It has the feel of a quiet English coastal town, off-season. It certainly isn’t the home of people made wealthy by whiteness. It is just where Detroit’s white working class retreated to, as their own futures shrank. The strolling teenagers of 7 Mile, or the cramped bustle of the Lower East Side, are absent. Adults drive to and from here in their cars, some to factory jobs, still. More kids stick in school. American flags flutter in yards. Neighbourhood Watch signs are prominent. The few, white faces you can see are working on their small gardens. Their subtly, determinedly different wood houses are often chipped, as on 8 Mile’s other side. Some toys are left in the street, slovenly, but safe. There are wide mud alleys between the backs of some streets. The impression is of a place just keeping itself above the flood-line. “White trash” is too harsh.

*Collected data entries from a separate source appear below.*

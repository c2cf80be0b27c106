//! Toolboxes are the callables an agent can reach.
//!
//! A remote toolbox is backed by an MCP session; local toolboxes run in-process.
//! Every toolbox advertises its tools once, when it is built, and the list stays
//! fixed for the life of the session.
use async_trait::async_trait;

use crate::errors::AgentResult;
use crate::models::content::Content;
use crate::models::tool::{Tool, ToolCall};

pub mod human;
pub mod math;
pub mod mcp;
pub mod news;
pub mod search;

/// A named group of tools an agent can call
#[async_trait]
pub trait Toolbox: Send + Sync {
    /// Get the name of the toolbox
    fn name(&self) -> &str;

    /// Get available tools
    fn tools(&self) -> &[Tool];

    /// Call a tool with the given parameters
    async fn call(&self, tool_call: ToolCall) -> AgentResult<Vec<Content>>;
}
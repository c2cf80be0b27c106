use axum::{body::Bytes, response::Json, routing::post, Router};
use serde::Serialize;
use serde_json::Value;
use tracing::info;

#[derive(Debug, Serialize, PartialEq)]
pub struct EchoResponse {
    content: String,
    #[serde(rename = "type")]
    kind: &'static str,
}

// The body is parsed by hand so a malformed request still gets an echo
async fn handle_message(body: Bytes) -> Json<EchoResponse> {
    let data: Option<Value> = serde_json::from_slice(&body).ok();
    info!(
        "Received message: {}",
        data.as_ref()
            .map(serde_json::Value::to_string)
            .unwrap_or_else(|| String::from_utf8_lossy(&body).into_owned())
    );

    let content = data.as_ref().and_then(|d| d.get("content"));
    Json(EchoResponse {
        content: format!("Echo: {}", render(content)),
        kind: "response",
    })
}

fn render(value: Option<&Value>) -> String {
    match value {
        None | Some(Value::Null) => "None".to_string(),
        Some(Value::String(s)) => s.clone(),
        Some(Value::Bool(true)) => "True".to_string(),
        Some(Value::Bool(false)) => "False".to_string(),
        Some(other) => other.to_string(),
    }
}

pub fn routes() -> Router {
    Router::new().route("/agent", post(handle_message))
}
use std::fmt;

pub const OPENAI_HOST: &str = "https://api.openai.com";
pub const OPENAI_MODEL: &str = "gpt-4o-mini";

#[derive(Clone)]
pub struct OpenAiProviderConfig {
    pub host: String,
    pub api_key: String,
    pub model: String,
    pub temperature: Option<f32>,
    pub max_tokens: Option<i32>,
}

// Keep the key out of logs
impl fmt::Debug for OpenAiProviderConfig {
    fn fmt(&self, f: &mut fmt::Formatter<'_>) -> fmt::Result {
        f.debug_struct("OpenAiProviderConfig")
            .field("host", &self.host)
            .field("api_key", &"<redacted>")
            .field("model", &self.model)
            .field("temperature", &self.temperature)
            .field("max_tokens", &self.max_tokens)
            .finish()
    }
}
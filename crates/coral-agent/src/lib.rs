pub mod agent;
pub mod config;
pub mod connection;
pub mod coralizer;
pub mod driver;
pub mod errors;
pub mod models;
pub mod profile;
pub mod prompt_template;
pub mod providers;
pub mod toolbox;
pub mod toolset;
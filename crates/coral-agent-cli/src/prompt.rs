pub mod human;
//! Quorum Pipeline
//!
//! Sequences finalized transcripts through a fixed five-stage pipeline and
//! turns each one into a decision card on the shared board.
//!
//! # Overview
//!
//! The pipeline is responsible for:
//! - **Staging**: listening → transcribing → extracting → normalizing →
//!   generating, each held for a configured simulated latency
//! - **Serialization**: one run at a time, in arrival order, no overlap
//! - **Progress**: a current-stage + completed-stages snapshot for display
//! - **Speech input**: driving a [`SpeechSource`] and feeding its finalized
//!   transcripts into the queue
//!
//! # Stages
//!
//! | Stage | Label | Default latency |
//! |-------|-------|-----------------|
//! | listening | Listening for intent | 300 ms |
//! | transcribing | Transcribing speech | 350 ms |
//! | extracting | Extracting decisions | 400 ms |
//! | normalizing | Normalizing fields | 400 ms |
//! | generating | Generating decision card | 350 ms |
//!
//! The latencies are a fixed stand-in for processing time; they do not
//! depend on the transcript.
//!
//! # Usage
//!
//! ```no_run
//! use quorum_pipeline::{PipelineConfig, PipelineWorker};
//! use quorum_store::Board;
//!
//! #[tokio::main]
//! async fn main() -> Result<(), Box<dyn std::error::Error>> {
//!     let board = Board::new().into_shared();
//!     let handle = PipelineWorker::new(board.clone(), PipelineConfig::default()).spawn();
//!
//!     let queue = handle.queue();
//!     queue.submit("We decide to ship the beta. Owner is Priya.")?;
//!     queue.submit("We should revisit pricing. Pending finance.")?;
//!     drop(queue);
//!
//!     // Waits for both runs to finish
//!     let metrics = handle.shutdown().await?;
//!     println!("{}", metrics.summary());
//!     Ok(())
//! }
//! ```
//!
//! # Configuration
//!
//! ```toml
//! [pipeline]
//! listening_ms = 300
//! transcribing_ms = 350
//! extracting_ms = 400
//! normalizing_ms = 400
//! generating_ms = 350
//! ```

#![warn(missing_docs)]

mod config;
mod error;
mod metrics;
mod speech;
mod stage;
mod stepper;
mod worker;

pub use config::{PipelineConfig, MAX_STAGE_MS};
pub use error::PipelineError;
pub use metrics::PipelineMetrics;
pub use speech::{ListeningSession, MicStatus, ScriptedSource, SpeechEvent, SpeechSegment, SpeechSource};
pub use stage::{PipelineProgress, PipelineStage, StepStatus, StepView};
pub use stepper::{PipelineEvent, PipelineStepper};
pub use worker::{PipelineHandle, PipelineWorker, TranscriptQueue};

Lincoln Junior High is on the corner of one of the wider avenues. A Drive-Thru Pizza place, a Rustproofing shop and a fire station are the nearby landmarks. “Thoughts and Prayers are with the Rescuers and Victims”, says a post-9/11 sign in this peaceful-looking, loyal American backwater. A white boy is crossing the school’s large parking lot suspiciously early in the day, with a rapper’s low jeans and lope.

Eminem was here from 1986 to 1989, when, at 14, he quit education, to rap. It is the only school where he stayed long enough to make friends. When his nomadic mother moved again to Detroit, he walked two miles back every day, so he could keep them. So this is as close as you will ever get to picturing his school days.

Those were over a decade ago, of course. But the long corridors, metal lockers, and din of fractious, spirited adolescents can’t have changed much. Only a small, significant number of black faces, and a few more white boys with a hopeful hint of hip-hop style suggest time’s passing. Principal Paul Young has been here three decades. In Eminem’s time, he was an English teacher. His take on Warren differs from his ex-pupil’s.

“It’s very much a blue-collar neighbourhood, of hard-working, honest people,” he says in his office. “It has areas that are very poor, and areas that are relatively well-off. Quite a few families moved here from the South, to work in the auto industry. To some extent, it’s been hit by that industry’s decline. And it’s an older neighbourhood. Some of the folks who have retired from the industry have moved further north. The area’s become somewhat more transient. When homes go up for sale, in many cases, they’re turned into rentals. As a result, the population’s become more fluid, and lost some of the sense of community it used to have. But it’s always supported the schools.”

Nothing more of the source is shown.